Pastor presbiteriano é bom nome para STF O presidente Jair Bolsonaro afirmou esta semana que o ministro da AGU (Advocacia Geral da União), André Luiz Mendonça, é um bom nome para uma futura vaga no Supremo Tribunal Federal (STF). Mas negou que ele seja o escolhido.

"Primeiro, da minha boca não saiu isso. Eu sei que ele é terrivelmente evangélico. Temos muito bons nomes para o STF, e o André Luiz é um nome que, com toda certeza, está entre uma lista aí com muito apoio por parte do presidente", afirmou em entrevista a jornalistas após participar da posse do novo diretor-geral da Agência Brasileira de Inteligência (Abin), o delegado da Polícia Federal Alexandre Ramagem Rodrigues.

Esta semana, durante encontro com deputados da Bancada Evangélica, Bolsonaro disse que indicará ao STF um ministro “terrivelmente evangélico”.

No mês passado, ao criticar a decisão do STF de criminalizar a homofobia como forma de racismo, Bolsonaro já havia sugerido a indicação de um evangélico para a Corte.
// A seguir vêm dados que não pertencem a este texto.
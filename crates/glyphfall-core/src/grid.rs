//! Cell grid and per-column state.
//!
//! The grid is one row taller than the screen: row 0 is a hidden staging row
//! that gates when a column may start a new stream, and rows `1..=rows` map
//! to screen rows `0..rows`. Only even columns are active; odd columns stay
//! [`Symbol::Empty`] for the lifetime of the grid and give streams their
//! spacing.

use std::{iter::StepBy, ops::Range};

use crate::{error::EngineError, glyph::GlyphIndex};

/// Contents of one grid position.
#[derive(Debug, Clone, Copy, Default, PartialEq, Eq, Hash)]
pub enum Symbol {
    /// Nothing here.
    #[default]
    Empty,
    /// Vacant, and marks the column as ready to seed a new stream when found
    /// directly below the staging row.
    PendingSpawn,
    /// Part of a stream.
    Glyph(GlyphIndex),
}

impl Symbol {
    /// `true` for [`Symbol::Empty`] and [`Symbol::PendingSpawn`].
    pub fn is_vacant(self) -> bool {
        !matches!(self, Self::Glyph(_))
    }

    /// Glyph index, if this is a glyph.
    pub fn glyph(self) -> Option<GlyphIndex> {
        match self {
            Self::Glyph(index) => Some(index),
            Self::Empty | Self::PendingSpawn => None,
        }
    }
}

/// One grid position.
#[derive(Debug, Clone, Copy, Default, PartialEq, Eq, Hash)]
pub struct Cell {
    /// What the cell holds.
    pub symbol: Symbol,
    /// Most recently written glyph of a stream. Rendering emphasis only.
    pub is_head: bool,
}

/// Rectangular `(rows + 1) x cols` cell array.
#[derive(Debug, Clone, PartialEq, Eq)]
pub struct Grid {
    rows: u16,
    cols: u16,
    cells: Vec<Cell>,
}

impl Grid {
    /// Allocate an all-empty grid with `rows` visible rows.
    pub(crate) fn allocate(rows: u16, cols: u16) -> Result<Self, EngineError> {
        let alloc_err = || EngineError::Allocation { rows, cols };

        let len = (usize::from(rows) + 1).checked_mul(usize::from(cols)).ok_or_else(alloc_err)?;
        let mut cells = Vec::new();
        cells.try_reserve_exact(len).map_err(|_| alloc_err())?;
        cells.resize(len, Cell::default());

        Ok(Self { rows, cols, cells })
    }

    /// Visible rows. Valid row indices are `0..=rows`.
    pub fn rows(&self) -> u16 {
        self.rows
    }

    /// Columns.
    pub fn cols(&self) -> u16 {
        self.cols
    }

    /// Whether `col` takes part in the simulation.
    pub fn is_active_column(&self, col: u16) -> bool {
        col < self.cols && col % 2 == 0
    }

    /// Active column indices, left to right.
    pub fn active_columns(&self) -> StepBy<Range<u16>> {
        (0..self.cols).step_by(2)
    }

    /// Cell at `(row, col)`. `None` outside `[0, rows] x [0, cols)`.
    pub fn cell(&self, row: u16, col: u16) -> Option<&Cell> {
        self.index(row, col).and_then(|i| self.cells.get(i))
    }

    pub(crate) fn cell_mut(&mut self, row: u16, col: u16) -> Option<&mut Cell> {
        self.index(row, col).and_then(|i| self.cells.get_mut(i))
    }

    /// Symbol at `(row, col)`, treating out-of-bounds positions as empty.
    pub fn symbol(&self, row: u16, col: u16) -> Symbol {
        self.cell(row, col).map_or(Symbol::Empty, |cell| cell.symbol)
    }

    pub(crate) fn set_symbol(&mut self, row: u16, col: u16, symbol: Symbol) {
        if let Some(cell) = self.cell_mut(row, col) {
            cell.symbol = symbol;
        }
    }

    /// Cells of `col` from the staging row down. Empty for out-of-range
    /// columns.
    pub fn column(&self, col: u16) -> impl Iterator<Item = &Cell> {
        let rows = if col < self.cols { 0..=self.rows } else { 1..=0 };
        rows.filter_map(move |row| self.cell(row, col))
    }

    fn index(&self, row: u16, col: u16) -> Option<usize> {
        (row <= self.rows && col < self.cols)
            .then(|| usize::from(row) * usize::from(self.cols) + usize::from(col))
    }
}

/// Simulation state of one active column.
#[derive(Debug, Clone, Copy, PartialEq, Eq)]
pub struct ColumnState {
    pub(crate) spaces_remaining: u16,
    pub(crate) stream_length: u16,
    pub(crate) cadence: u8,
}

impl ColumnState {
    /// Ticks left before the column may spawn again.
    pub fn spaces_remaining(&self) -> u16 {
        self.spaces_remaining
    }

    /// Target length of the column's current stream.
    pub fn stream_length(&self) -> u16 {
        self.stream_length
    }

    /// Update cadence in asynchronous mode, `1..=3`.
    pub fn cadence(&self) -> u8 {
        self.cadence
    }
}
Até 2022, o presidente da República poderá indicar nomes para, pelo menos, duas vagas que serão abertas com a aposentadoria compulsória dos ministros Marco Aurélio e Celso de Mello.

Além de evangélico, Bolsonaro disse que o indicado será tecnicamente qualificado para o posto.

"Com toda certeza, esse terrivelmente evangélico vai ser também um profundo conhecedor da legislação e um jurista renomado", acrescentou.

André Luiz Mendonça também é pastor da Igreja Presbiteriana Esperança, em Brasília. Ele é pós-graduado em Direito pela Universidade de Brasília (UnB) e tem uma carreira acadêmica com farta especialização  no combate à corrupção.

É mestre e  doutor pela Universidade de Salamanca na Espanha, formado em – Estado de Derecho y Governança Global e em estudos sobre – Corrupción y Estado de Derecho.( leia-se Estado de direito e Governança Global e em Corrupção e Estado de Direito respectivamente).

Também já ocupou o cargo de Diretor do Departamento de Patrimônio Público e Probidade Administrativa da procuradoria Geral da União, assim como já esteve à frente da Corregedoria-Geral da AGU em 2016.

Antes de ser nomeado ministro da AGU. atuou dentro da Controladoria Geral da União (CGU) na relação direta com as empresas.

O advogado também tem estudos e publicações  acadêmicas, sendo o principal especialista sobre leniência do atual ministro da CGU, Wagner Rosário, com quem mantém relação de amizade pessoal desde a Europa, quando estudaram juntos.